Arterial spin labeling-based perfusion MRI with balanced steady-state free precession

Abstract

Arterial spin labeling (ASL) is a promising MRI technique that utilizes blood water spins as an endogenous tracer to noninvasively measure tissue perfusion. Since only a small fraction of blood can be labeled compared to the whole tissue volume and since the lifetime of magnetically labeled blood spins follows T1 decay after labeling, ASL inherently suffers from low signal-to-noise ratio (SNR) and is sensitive to tissues with heterogeneous arterial transit times (ATT). Recently, balanced steady-state free precession (bSSFP) imaging has been proposed as a readout sequence for ASL to provide high signal-to-noise ratio (SNR) and spatial resolution while reducing susceptibility artifacts, however, the spatial coverage of ASL with bSSFP readout is limited since perfusion signals decay as bSSFP reaches the steady-state. This dissertation focuses on the development of ASL with bSSFP readout to overcome the limitations of current ASL perfusion imaging method and to develop ASL for routine clinical usage in the future.
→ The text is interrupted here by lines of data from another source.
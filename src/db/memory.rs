//! In-process `OfferStore` for tests and local runs without Firestore.
//!
//! Records are kept in insertion order, so paging is stable.

use crate::db::OfferStore;
use crate::error::AppError;
use crate::models::{GeoStat, GeoStats, StoredOffer};
use async_trait::async_trait;
use std::collections::HashSet;
use tokio::sync::RwLock;

#[derive(Default)]
struct Inner {
    offers: Vec<StoredOffer>,
    ids: HashSet<String>,
}

/// Offer store held in memory.
#[derive(Default)]
pub struct MemoryDb {
    inner: RwLock<Inner>,
}

impl MemoryDb {
    pub fn new() -> Self {
        Self::default()
    }

    /// Total number of stored offers.
    pub async fn len(&self) -> usize {
        self.inner.read().await.offers.len()
    }

    pub async fn is_empty(&self) -> bool {
        self.len().await == 0
    }

    /// Get an offer by its offerId.
    pub async fn get_offer(&self, offer_id: &str) -> Option<StoredOffer> {
        self.inner
            .read()
            .await
            .offers
            .iter()
            .find(|o| o.offer_id == offer_id)
            .cloned()
    }
}

#[async_trait]
impl OfferStore for MemoryDb {
    async fn insert_if_absent(&self, offer: &StoredOffer) -> Result<bool, AppError> {
        let mut inner = self.inner.write().await;
        if !inner.ids.insert(offer.offer_id.clone()) {
            return Ok(false);
        }
        inner.offers.push(offer.clone());
        Ok(true)
    }

    async fn find_by_geo(
        &self,
        geo: &str,
        skip: u32,
        limit: u32,
    ) -> Result<Vec<StoredOffer>, AppError> {
        let inner = self.inner.read().await;
        Ok(inner
            .offers
            .iter()
            .filter(|o| o.has_geo(geo))
            .skip(skip as usize)
            .take(limit as usize)
            .cloned()
            .collect())
    }

    async fn count_by_geo(&self, geo: &str) -> Result<u64, AppError> {
        let inner = self.inner.read().await;
        Ok(inner.offers.iter().filter(|o| o.has_geo(geo)).count() as u64)
    }

    async fn geo_stats(&self) -> Result<Vec<GeoStat>, AppError> {
        let inner = self.inner.read().await;
        let mut stats = GeoStats::default();
        for offer in &inner.offers {
            stats.add_offer(offer);
        }
        Ok(stats.into_sorted())
    }
}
First, methods to improve the spatial coverage of pseudo-continuous ASL (pCASL) with bSSFP readout are introduced for distortion-free, high resolution whole-brain perfusion imaging. Second, a new strategy that utilizes inter-slice blood flow and magnetization transfer (MT) effects in 2D multi-slice bSSFP imaging termed alternate ascending/descending directional navigation (ALADDIN) is investigated to simultaneously acquire perfusion, MT asymmetry (MTA), and MT ratio (MTR) maps in the whole-brain while overcoming the limitations of conventional pCASL imaging. Lastly, the control scans of pCASL are investigated at various labeling conditions and new strategies are introduced to improve the sensitivity and reliability of ASL imaging. The proposed methods allow to acquire perfusion maps with wide spatial coverage, reduced sensitivity to heterogeneous ATT, and improved signal sensitivity and SNR using ASL with bSSFP readout.